* [About this task] Below is a listing. Quote from it, exactly, the lines from the one containing "mod class_verifier;" down to the one containing "const VARARGS = 0x0080;", both ends included, and nothing else.

* [Input data]

+-------+

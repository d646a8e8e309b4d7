//! Bytecode verification by type inference, with support for subroutines
//!
//! For any specific instruction inside a method body, the stack and locals should have the same
//! structure, regardless of which control flow was used to reach that instruction. This structure
//! is referred to as the _frame_ (represented using [`Frame`]). The "types" used in verification
//! (represented using [`VerificationType`]) are slightly augmented to take into account
//! initialization, null, and the return addresses pushed by `jsr`.
//!
//! Older class files don't come with stack map tables, so the frames at every jump target have to
//! be inferred. [`TypeInferencingVerifier`] does this with a fix-point algorithm: a worklist of
//! positions, each with a [`TypeState`] that only ever moves up the type lattice as more incoming
//! frames get merged in.
//!
//! `jsr` and `ret` make this harder. A subroutine can be called from many places, and each `ret`
//! has to return to the caller it was reached from. Every frame therefore also tracks which
//! subroutines are active (a [`SubroutineFrame`]) and the verifier records, for every subroutine
//! in the [`SubroutineRegistry`], the locals it touches and the places it can return to. Locals a
//! subroutine never touches come back from the caller unchanged when it returns.
//!
//! [`ClassVerifier`] decides which strategy applies to a method based on the class file version.
//!
//! [0]: https://docs.oracle.com/javase/specs/jvms/se17/html/jvms-4.html#jvms-4.10.2

mod class_verifier;
mod frame;
mod inferencing;
mod method;
mod resolver;
mod subroutine;
mod type_state;
mod types;

pub use class_verifier::*;
pub use frame::*;
pub use inferencing::*;
pub use method::*;
pub use resolver::*;
pub use subroutine::*;
pub use type_state::*;
pub use types::*;
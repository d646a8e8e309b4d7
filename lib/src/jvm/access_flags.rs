use bitflags::bitflags;

bitflags! {
    /// Access flags on methods
    ///
    /// Class files keep the raw `u16` (so unknown bits survive rewriting); these flags are only
    /// used for interpreting it.
    ///
    /// [0]: https://docs.oracle.com/javase/specs/jvms/se15/html/jvms-4.html#jvms-4.6-200-A.1
    pub struct MethodAccessFlags: u16 {
        const PUBLIC = 0x0001;
        const PRIVATE = 0x0002;
        const PROTECTED = 0x0004;
        const STATIC = 0x0008;
        const FINAL = 0x0010;
        const SYNCHRONIZED = 0x0020;
        const BRIDGE = 0x0040;
        const VARARGS = 0x0080;
        const NATIVE = 0x0100;
        const ABSTRACT = 0x0400;
        const STRICT = 0x0800;
        const SYNTHETIC = 0x1000;
    }
}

+-------+

* [Written solution]
mod class_verifier;
mod frame;
mod inferencing;
mod method;
mod resolver;
mod subroutine;
mod type_state;
mod types;

pub use class_verifier::*;
pub use frame::*;
pub use inferencing::*;
pub use method::*;
pub use resolver::*;
pub use subroutine::*;
pub use type_state::*;
pub use types::*;
repository d646a8e8e309b4d7
filename lib/src/jvm/access_flags.rs
use bitflags::bitflags;

bitflags! {
    /// Access flags on methods
    ///
    /// Class files keep the raw `u16` (so unknown bits survive rewriting); these flags are only
    /// used for interpreting it.
    ///
    /// [0]: https://docs.oracle.com/javase/specs/jvms/se15/html/jvms-4.html#jvms-4.6-200-A.1
    pub struct MethodAccessFlags: u16 {
        const PUBLIC = 0x0001;
        const PRIVATE = 0x0002;
        const PROTECTED = 0x0004;
        const STATIC = 0x0008;
        const FINAL = 0x0010;
        const SYNCHRONIZED = 0x0020;
        const BRIDGE = 0x0040;
        const VARARGS = 0x0080;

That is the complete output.